WHAT YOU HAVE TO DO: Scan the entries that follow and copy out every line containing "impl".

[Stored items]
########

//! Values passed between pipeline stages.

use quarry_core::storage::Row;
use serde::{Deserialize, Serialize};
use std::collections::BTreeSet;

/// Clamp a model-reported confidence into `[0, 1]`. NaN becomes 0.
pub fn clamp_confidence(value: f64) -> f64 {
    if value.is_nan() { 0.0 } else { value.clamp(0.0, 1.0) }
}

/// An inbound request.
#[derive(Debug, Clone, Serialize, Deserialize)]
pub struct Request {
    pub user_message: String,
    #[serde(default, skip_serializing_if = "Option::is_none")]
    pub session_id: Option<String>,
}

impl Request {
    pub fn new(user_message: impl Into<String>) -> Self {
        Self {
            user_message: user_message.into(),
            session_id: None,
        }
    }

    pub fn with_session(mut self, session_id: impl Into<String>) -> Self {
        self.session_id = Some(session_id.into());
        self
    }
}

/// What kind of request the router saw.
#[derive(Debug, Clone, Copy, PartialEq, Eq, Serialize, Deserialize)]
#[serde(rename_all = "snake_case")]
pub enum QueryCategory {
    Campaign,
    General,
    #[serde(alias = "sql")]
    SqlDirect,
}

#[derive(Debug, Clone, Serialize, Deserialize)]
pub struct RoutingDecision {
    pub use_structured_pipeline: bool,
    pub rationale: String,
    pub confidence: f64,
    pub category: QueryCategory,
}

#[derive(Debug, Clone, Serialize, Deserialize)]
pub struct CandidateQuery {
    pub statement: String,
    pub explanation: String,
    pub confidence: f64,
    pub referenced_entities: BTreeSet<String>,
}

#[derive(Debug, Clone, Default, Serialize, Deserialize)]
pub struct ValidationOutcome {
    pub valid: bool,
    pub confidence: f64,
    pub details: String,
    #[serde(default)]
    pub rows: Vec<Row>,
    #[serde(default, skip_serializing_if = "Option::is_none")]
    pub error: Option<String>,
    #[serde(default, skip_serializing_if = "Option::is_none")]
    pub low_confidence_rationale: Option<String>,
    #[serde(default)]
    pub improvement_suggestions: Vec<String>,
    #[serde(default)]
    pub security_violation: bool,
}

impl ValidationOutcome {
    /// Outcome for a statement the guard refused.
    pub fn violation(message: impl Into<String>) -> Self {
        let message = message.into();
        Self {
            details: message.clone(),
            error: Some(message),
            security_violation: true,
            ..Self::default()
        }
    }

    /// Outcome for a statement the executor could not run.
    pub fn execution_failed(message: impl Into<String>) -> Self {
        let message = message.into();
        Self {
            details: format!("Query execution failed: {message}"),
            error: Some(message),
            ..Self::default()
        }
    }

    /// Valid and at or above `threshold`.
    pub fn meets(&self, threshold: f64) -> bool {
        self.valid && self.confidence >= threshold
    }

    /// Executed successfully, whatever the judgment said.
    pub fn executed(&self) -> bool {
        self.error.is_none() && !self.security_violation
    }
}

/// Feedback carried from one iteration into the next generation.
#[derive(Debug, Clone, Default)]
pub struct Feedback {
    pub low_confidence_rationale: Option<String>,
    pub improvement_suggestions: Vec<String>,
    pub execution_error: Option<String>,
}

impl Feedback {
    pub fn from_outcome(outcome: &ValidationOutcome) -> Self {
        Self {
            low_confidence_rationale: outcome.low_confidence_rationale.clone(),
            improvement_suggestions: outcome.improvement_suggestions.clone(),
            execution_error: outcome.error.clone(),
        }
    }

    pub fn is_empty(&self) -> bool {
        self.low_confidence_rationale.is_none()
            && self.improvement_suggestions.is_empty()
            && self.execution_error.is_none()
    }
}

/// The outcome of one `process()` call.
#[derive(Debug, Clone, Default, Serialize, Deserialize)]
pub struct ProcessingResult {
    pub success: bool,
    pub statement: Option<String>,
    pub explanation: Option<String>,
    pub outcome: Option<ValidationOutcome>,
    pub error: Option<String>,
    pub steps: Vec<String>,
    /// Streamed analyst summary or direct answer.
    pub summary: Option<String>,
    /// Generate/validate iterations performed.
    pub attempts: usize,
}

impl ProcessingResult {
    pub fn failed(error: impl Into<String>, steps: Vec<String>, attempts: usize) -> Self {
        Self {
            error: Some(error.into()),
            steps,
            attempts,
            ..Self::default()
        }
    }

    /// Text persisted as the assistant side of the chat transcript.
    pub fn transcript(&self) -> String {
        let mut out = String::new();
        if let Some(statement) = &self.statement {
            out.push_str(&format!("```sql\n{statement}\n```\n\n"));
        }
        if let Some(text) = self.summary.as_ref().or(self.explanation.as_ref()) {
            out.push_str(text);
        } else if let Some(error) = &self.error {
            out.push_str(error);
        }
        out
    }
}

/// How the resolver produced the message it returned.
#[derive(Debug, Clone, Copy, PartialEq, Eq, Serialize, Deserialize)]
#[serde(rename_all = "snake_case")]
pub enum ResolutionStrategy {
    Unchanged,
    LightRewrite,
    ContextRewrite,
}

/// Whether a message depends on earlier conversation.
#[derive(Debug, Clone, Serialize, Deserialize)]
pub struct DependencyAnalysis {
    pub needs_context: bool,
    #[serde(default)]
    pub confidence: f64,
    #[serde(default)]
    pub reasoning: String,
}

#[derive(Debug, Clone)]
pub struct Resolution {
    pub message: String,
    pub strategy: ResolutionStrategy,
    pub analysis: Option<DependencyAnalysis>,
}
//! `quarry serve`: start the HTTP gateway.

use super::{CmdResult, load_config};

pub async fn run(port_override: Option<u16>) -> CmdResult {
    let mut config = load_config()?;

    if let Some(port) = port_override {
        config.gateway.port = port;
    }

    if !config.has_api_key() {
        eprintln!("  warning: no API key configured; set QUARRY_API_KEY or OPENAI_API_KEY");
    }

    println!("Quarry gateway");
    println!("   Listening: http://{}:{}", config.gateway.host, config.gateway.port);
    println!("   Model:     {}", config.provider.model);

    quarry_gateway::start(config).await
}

########

ANSWER:
impl Request {
    pub fn new(user_message: impl Into<String>) -> Self {
    pub fn with_session(mut self, session_id: impl Into<String>) -> Self {
impl ValidationOutcome {
    pub fn violation(message: impl Into<String>) -> Self {
    pub fn execution_failed(message: impl Into<String>) -> Self {
impl Feedback {
impl ProcessingResult {
    pub fn failed(error: impl Into<String>, steps: Vec<String>, attempts: usize) -> Self {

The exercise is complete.